The tendon is formed where the powerful calf muscles, the gastrocnemius and the soleus, merge at the base of the lower leg, connecting them to the heel bone. The Achilles tendon works with the muscles of the calf to plantar flex the foot at the ankle, pointing the toes downward. The Achilles tendon has poor blood supply, mostly coming from the posterior tibial artery.

Symptoms of Achilles Tendinopathy

Achilles tendinopathy typically falls under one of two categories:

  • Noninsertional Achilles tendinopathy occurs in the middle portion of the tendon, and is more commonly seen in younger active patients.
  • Insertional Achilles tendinopathy occurs where the tendon inserts into the heel bone, and may occur in anyone, even physically inactive people. It is most often associated with long-term overuse in middle-aged runners.

The main symptoms of Achilles tendinopathy are pain felt behind the heel at the back of the ankle when walking or running, and pain and stiffness upon waking after sleep.

Causes of Achilles Tendinopathy

When demands placed on the Achilles tendon exceed its capacity to meet them, tendinopathy occurs. It may result from a single incident of acute trauma, but more often than not, it results from repetitive microtrauma, where the breakdown of tendon tissue worsens over time.

Common underlying causes of Achilles tendinopathy include:

  • Tight or weak calf muscles
  • Structural or mechanical foot abnormalities
  • Ill-fitting, worn or non-supportive footwear
  • Sudden change in exercise type, duration, frequency or intensity
  • Obesity

Extrinsic risk factors for Achilles tendinopathy may include certain medications, arthritis and metabolic disease.

Diagnosis of Achilles Tendinopathy

During clinical diagnosis, the doctor will examine your foot and ankle and ask questions about your physical activities and the history of your ankle pain.

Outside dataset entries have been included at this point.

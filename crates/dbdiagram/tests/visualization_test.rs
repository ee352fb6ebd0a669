//! Integration tests for the shared measurement service.
//!
//! These drive a [`Visualization`] through its public API against an
//! in-memory host, with measurers whose output and call count are known.

use std::{cell::Cell, rc::Rc};

use float_cmp::assert_approx_eq;

use dbdiagram::{
    assets::{IconSet, StyleNames},
    attributes::TextAttributes,
    document::{Document, ReadyState},
    geometry::{BBox, Size},
    measure::{FontSpec, TextMeasurer},
    visualization::{Error, Lifecycle, Memo, Visualization, VisualizationRegistry},
};

const HOST: &str = r#"<svg xmlns="http://www.w3.org/2000/svg">
  <defs>
    <symbol id="dbdg-table-icon" width="24" height="24"/>
    <symbol id="dbdg-primary-key-icon" width="16" height="16"/>
    <symbol id="dbdg-foreign-key-icon" width="16" height="16"/>
    <symbol id="dbdg-unique-key-icon" width="16" height="16"/>
    <rect id="dbdg-link-icon" width="10" height="6"/>
  </defs>
</svg>"#;

/// Reports the same size for every text and counts its calls.
struct FixedMeasurer {
    size: Size,
    calls: Cell<usize>,
}

impl FixedMeasurer {
    fn new(width: f32, height: f32) -> Rc<Self> {
        Rc::new(Self {
            size: Size::new(width, height),
            calls: Cell::new(0),
        })
    }

    fn calls(&self) -> usize {
        self.calls.get()
    }
}

impl TextMeasurer for FixedMeasurer {
    fn measure(&self, text: &str, _font: &FontSpec) -> Size {
        self.calls.set(self.calls.get() + 1);
        if text.is_empty() {
            Size::default()
        } else {
            self.size
        }
    }
}

fn setup(icons: IconSet) -> (Rc<Document>, Rc<Visualization>, Rc<FixedMeasurer>) {
    let measurer = FixedMeasurer::new(40.0, 14.0);
    let registry = VisualizationRegistry::new(icons, StyleNames::default(), measurer.clone());
    let host = Document::parse(HOST).expect("Failed to parse host");
    let visualization = registry.get_instance(&host);
    host.set_ready_state(ReadyState::Complete);
    (host, visualization, measurer)
}

#[test]
fn test_header_scenario() {
    let (_host, visualization, _measurer) = setup(IconSet::default());

    let header = visualization.table_header_size("DUMP").unwrap();
    assert_eq!(header, BBox::new(-6.0, -8.0, 76.0, 40.0));
    assert!(header.width() >= 40.0 + 12.0);
    assert!(header.height() >= 24.0 + 16.0);

    // Deterministic across calls.
    assert_eq!(visualization.table_header_size("DUMP").unwrap(), header);
}

#[test]
fn test_memoized_getters_measure_once() {
    let (_host, visualization, measurer) = setup(IconSet::default());
    let after_warm_up = measurer.calls();

    let header = visualization.table_header_height().unwrap();
    let footer = visualization.table_footer_height().unwrap();
    let field = visualization.table_field_height().unwrap();
    assert_eq!(measurer.calls(), after_warm_up);

    assert_eq!(visualization.table_header_height().unwrap(), header);
    assert_eq!(visualization.table_footer_height().unwrap(), footer);
    assert_eq!(visualization.table_field_height().unwrap(), field);
    assert_eq!(measurer.calls(), after_warm_up);

    assert_approx_eq!(f32, header, 40.0);
    assert_approx_eq!(f32, footer, 14.0 + 16.0);
    assert_approx_eq!(f32, field, 16.0 + 8.0);
}

#[test]
fn test_memos_are_explicit_tri_state() {
    let host = Document::parse(HOST).unwrap();
    let registry = VisualizationRegistry::new(
        IconSet::default(),
        StyleNames::default(),
        FixedMeasurer::new(40.0, 14.0),
    );
    let visualization = registry.get_instance(&host);
    assert_eq!(visualization.layout_memos().header_height, Memo::Uncomputed);

    host.set_ready_state(ReadyState::Interactive);
    let memos = visualization.layout_memos();
    assert_eq!(memos.header_height, Memo::Computed(40.0));
    assert_eq!(memos.field_icon_width, Memo::Computed(28.0));
}

#[test]
fn test_force_recompute_replaces_cache() {
    let (host, visualization, _measurer) = setup(IconSet::default());
    let id = "dbdg-primary-key-icon";
    assert_eq!(
        visualization.icon_element_size(id, false).unwrap().width(),
        16.0
    );

    assert!(host.update_element(id, |element| element.set_attribute("width", "30")));

    // The cache still answers until forced.
    assert_eq!(
        visualization.icon_element_size(id, false).unwrap().width(),
        16.0
    );

    let remeasured = Cell::new(false);
    let forced = visualization
        .icon_element_size_with(id, true, |_| remeasured.set(true))
        .unwrap();
    assert!(remeasured.get());
    assert_eq!(forced.width(), 30.0);
    assert_eq!(visualization.cached_icon_size(id), Some(forced));
    assert_eq!(
        visualization.icon_element_size(id, false).unwrap().width(),
        30.0
    );

    // Derived constants were invalidated and pick up the new icon.
    assert_eq!(visualization.layout_memos().field_icon_width, Memo::Stale);
    assert_approx_eq!(f32, visualization.table_field_icon_width().unwrap(), 42.0);
    assert_eq!(
        visualization.layout_memos().field_icon_width,
        Memo::Computed(42.0)
    );
}

#[test]
fn test_forced_remeasure_of_unchanged_icon_keeps_memos() {
    let (_host, visualization, _measurer) = setup(IconSet::default());
    let before = visualization.layout_memos();
    visualization
        .icon_element_size("dbdg-table-icon", true)
        .unwrap();
    assert_eq!(visualization.layout_memos(), before);
}

#[test]
fn test_missing_icon_leaves_no_cache_entry() {
    let (_host, visualization, _measurer) = setup(IconSet::default());
    let err = visualization
        .icon_element_size("does-not-exist", false)
        .unwrap_err();
    assert_eq!(
        err,
        Error::IconNotFound {
            id: "does-not-exist".to_string()
        }
    );
    assert_eq!(err.to_string(), "Element id: does-not-exist not found");
    assert!(visualization.cached_icon_size("does-not-exist").is_none());

    // The instance is still usable.
    assert!(visualization.table_header_height().is_ok());
}

#[test]
fn test_warm_up_skips_failing_icons() {
    let icons = IconSet::default()
        .with_extra("note", "dbdg-note-icon")
        .with_extra("link", "dbdg-link-icon");
    let (_host, visualization, _measurer) = setup(icons);

    assert!(visualization.update_properties_value().is_ok());
    for id in [
        "dbdg-table-icon",
        "dbdg-primary-key-icon",
        "dbdg-foreign-key-icon",
        "dbdg-unique-key-icon",
    ] {
        assert!(visualization.cached_icon_size(id).is_some(), "{id} cached");
    }
    assert!(visualization.cached_icon_size("dbdg-note-icon").is_none());
    assert_eq!(
        visualization.cached_icon_size("dbdg-link-icon"),
        Some(BBox::new(0.0, 0.0, 10.0, 6.0))
    );
}

#[test]
fn test_text_element_hygiene() {
    let (_host, visualization, _measurer) = setup(IconSet::default());
    let attribute_sets = [
        TextAttributes::new().with_font_family("Arial"),
        TextAttributes::new()
            .with_font_size("12px")
            .with_font_weight("bold"),
        TextAttributes::new()
            .with_font_style("italic")
            .with_font_family("'Fira Code'"),
    ];
    for attributes in &attribute_sets {
        visualization.measure_text("orders", attributes).unwrap();
        let text = visualization.surface().text_snapshot().unwrap();
        assert_eq!(text.attribute_names().collect::<Vec<_>>(), ["visibility"]);
        assert_eq!(text.text_content(), "");
    }
}

#[test]
fn test_measurement_before_ready() {
    let host = Document::parse(HOST).unwrap();
    let registry = VisualizationRegistry::new(
        IconSet::default(),
        StyleNames::default(),
        FixedMeasurer::new(1.0, 1.0),
    );
    let visualization = registry.get_instance(&host);

    assert_eq!(visualization.lifecycle(), Lifecycle::Pending);
    assert_eq!(visualization.table_header_height(), Err(Error::NotReady));
    assert_eq!(visualization.update_properties_value(), Err(Error::NotReady));
}

#[test]
fn test_instance_for_already_loaded_host_is_ready() {
    let host = Document::parse(HOST).unwrap();
    host.set_ready_state(ReadyState::Complete);
    let registry = VisualizationRegistry::new(
        IconSet::default(),
        StyleNames::default(),
        FixedMeasurer::new(1.0, 1.0),
    );
    let visualization = registry.get_instance(&host);
    assert_eq!(visualization.lifecycle(), Lifecycle::Ready);
    assert!(registry.contains(host.id()));
}

#[test]
fn test_fragments_get_their_own_instance() {
    let owner = Document::parse(HOST).unwrap();
    let fragment = Document::parse_fragment(
        &owner,
        r#"<svg><symbol id="dbdg-table-icon" width="48" height="48"/></svg>"#,
    )
    .unwrap();

    let registry = VisualizationRegistry::new(
        IconSet::default(),
        StyleNames::default(),
        FixedMeasurer::new(40.0, 14.0),
    );
    let page = registry.get_instance(&owner);
    let island = registry.get_instance(&fragment);
    assert!(!Rc::ptr_eq(&page, &island));
    assert_eq!(registry.len(), 2);

    // Readiness comes from the owner.
    assert_eq!(island.lifecycle(), Lifecycle::Pending);
    owner.set_ready_state(ReadyState::Complete);
    assert_eq!(island.lifecycle(), Lifecycle::Ready);

    // Icons resolve in the fragment's own id space.
    assert_eq!(
        island.icon_element_size("dbdg-table-icon", false).unwrap().width(),
        48.0
    );
    assert_eq!(
        page.icon_element_size("dbdg-table-icon", false).unwrap().width(),
        24.0
    );
    assert!(matches!(
        island.icon_element_size("dbdg-primary-key-icon", false),
        Err(Error::IconNotFound { .. })
    ));
}

#[test]
fn test_default_registry_shares_instances() {
    let host = Document::parse(HOST).unwrap();
    let first = Visualization::get_instance(&host);
    let second = Visualization::get_instance(&host);
    assert!(Rc::ptr_eq(&first, &second));
}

Diagnostic ultrasound may be used to get real-time images of the structures of your foot, to confirm diagnosis, assess the degree of damage, and rule out other causes of your ankle pain.

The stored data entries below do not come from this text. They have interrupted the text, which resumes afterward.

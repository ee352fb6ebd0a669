//! The hidden measurement surface.
//!
//! Every text measurement goes through one shared `<text>` element that
//! lives inside an invisible 1×1 `<svg>` container. The element is reused
//! for every call, so it is only reachable through a [`TextScratch`] guard
//! which restores it to its pristine state when dropped, whatever path the
//! measurement took.

use std::cell::{RefCell, RefMut};

use dbdiagram_core::{
    attributes::{Attributes, apply_attributes},
    dom::Element,
};

use crate::visualization::Error;

/// The one attribute the shared text element keeps between measurements.
pub const VISIBILITY_ATTRIBUTE: &str = "visibility";

const SURFACE_STYLE: &str =
    "position: absolute; z-index: -1; top: 0; left: 0; width: 1px; height: 1px";

/// An invisible container holding the shared text element.
#[derive(Debug)]
pub struct MeasureSurface {
    container: Element,
    text: RefCell<Element>,
}

impl Default for MeasureSurface {
    fn default() -> Self {
        Self::new()
    }
}

impl MeasureSurface {
    pub fn new() -> Self {
        let mut container = Element::new("svg");
        apply_attributes(
            &mut container,
            &[
                ("style", SURFACE_STYLE),
                (VISIBILITY_ATTRIBUTE, "hidden"),
            ][..],
        );

        let mut text = Element::new("text");
        text.set_attribute(VISIBILITY_ATTRIBUTE, "hidden");

        Self {
            container,
            text: RefCell::new(text),
        }
    }

    /// Acquires the shared text element for one measurement.
    ///
    /// # Errors
    ///
    /// Returns [`Error::SurfaceBusy`] while another guard is alive.
    pub fn acquire(&self) -> Result<TextScratch<'_>, Error> {
        let text = self.text.try_borrow_mut().map_err(|_| Error::SurfaceBusy)?;
        Ok(TextScratch { text })
    }

    /// A copy of the shared text element, `None` while it is acquired.
    pub fn text_snapshot(&self) -> Option<Element> {
        self.text.try_borrow().ok().map(|text| text.clone())
    }

    /// The full surface subtree, as attached to the host document.
    pub fn to_element(&self) -> Element {
        let mut container = self.container.clone();
        if let Some(text) = self.text_snapshot() {
            container.append_child(text);
        }
        container
    }
}

/// Exclusive access to the shared text element.
///
/// Dropping the guard removes every attribute except `visibility` and clears
/// the text content.
pub struct TextScratch<'a> {
    text: RefMut<'a, Element>,
}

impl TextScratch<'_> {
    pub fn set_text(&mut self, text: &str) {
        self.text.set_text_content(text);
    }

    pub fn apply<A>(&mut self, attributes: &A) -> &mut Self
    where
        A: Attributes + ?Sized,
    {
        apply_attributes(&mut self.text, attributes);
        self
    }

    pub fn element(&self) -> &Element {
        &self.text
    }
}

impl Drop for TextScratch<'_> {
    fn drop(&mut self) {
        let stale: Vec<String> = self
            .text
            .attribute_names()
            .filter(|name| *name != VISIBILITY_ATTRIBUTE)
            .map(str::to_string)
            .collect();
        for name in stale {
            self.text.remove_attribute(&name);
        }
        self.text.set_text_content("");
    }
}

#[cfg(test)]
mod tests {
    use dbdiagram_core::attributes::TextAttributes;

    use super::*;

    #[test]
    fn test_new_surface_is_hidden() {
        let surface = MeasureSurface::new();
        let element = surface.to_element();
        assert_eq!(element.name(), "svg");
        assert_eq!(element.attribute("visibility"), Some("hidden"));
        assert!(element.attribute("style").unwrap().contains("width: 1px;"));

        let text = element.child_elements().next().unwrap();
        assert_eq!(text.name(), "text");
        assert_eq!(text.attribute_names().collect::<Vec<_>>(), ["visibility"]);
    }

    #[test]
    fn test_scratch_resets_on_drop() {
        let surface = MeasureSurface::new();
        {
            let mut scratch = surface.acquire().unwrap();
            scratch.set_text("DUMP");
            scratch.apply(
                &TextAttributes::new()
                    .with_font_family("Arial")
                    .with_font_size("14px"),
            );
            assert_eq!(scratch.element().text_content(), "DUMP");
            assert_eq!(scratch.element().attribute("font-size"), Some("14px"));
        }

        let text = surface.text_snapshot().unwrap();
        assert_eq!(text.attribute_names().collect::<Vec<_>>(), ["visibility"]);
        assert_eq!(text.text_content(), "");
    }

    #[test]
    fn test_second_acquire_is_busy() {
        let surface = MeasureSurface::new();
        let _scratch = surface.acquire().unwrap();
        assert!(matches!(surface.acquire(), Err(Error::SurfaceBusy)));
        assert!(surface.text_snapshot().is_none());
    }

    #[test]
    fn test_visibility_survives_override() {
        let surface = MeasureSurface::new();
        {
            let mut scratch = surface.acquire().unwrap();
            scratch.apply(&[("visibility", "visible"), ("x", "3")][..]);
        }
        let text = surface.text_snapshot().unwrap();
        assert_eq!(text.attribute("visibility"), Some("visible"));
        assert!(!text.has_attribute("x"));
    }
}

Treatment for Achilles Tendinopathy

Traditional treatment approaches for Achilles tendiopathy include:

  • Rest from physical activity
  • Ice to reduce inflammation
  • NSAIDs like ibuprofen or naproxen for pain and inflammation
  • Corticosteroid injections
  • Orthotic shoe inserts or heel lifts
  • Athletic taping
  • Eccentric loading of the calf muscles
  • Stretching

At NYDNR, we design our treatment protocols based on the latest scientific research and evidence. Your individualized treatment plan may include some or all of the following:

  • ESWT (extracorporeal shockwave therapy), proven to be one of the best methods to increase blood flow and promote tissue regeneration in the Achilles tendon.
  • 3D Video Force Plate/EMG gait analysis and retraining, to identify mechanical deficiencies in walking and running gait that may contribute to Achilles tendinopathy, and correct them.
  • CAREN (compter assisted rehabilitation environment): This state-of-the-art virtual reality technology can be used on its own or with other methods to provide progressive treatment of Achilles tendinopathy.
  • Training in biomechanics and motor control to eliminate training errors.
  • Gradual tendon strengthening.
  • Patient education.

Young athletic patients often respond to treatment more quickly than middle-aged adults, with recovery taking about three months for younger patients and up to six months for adults.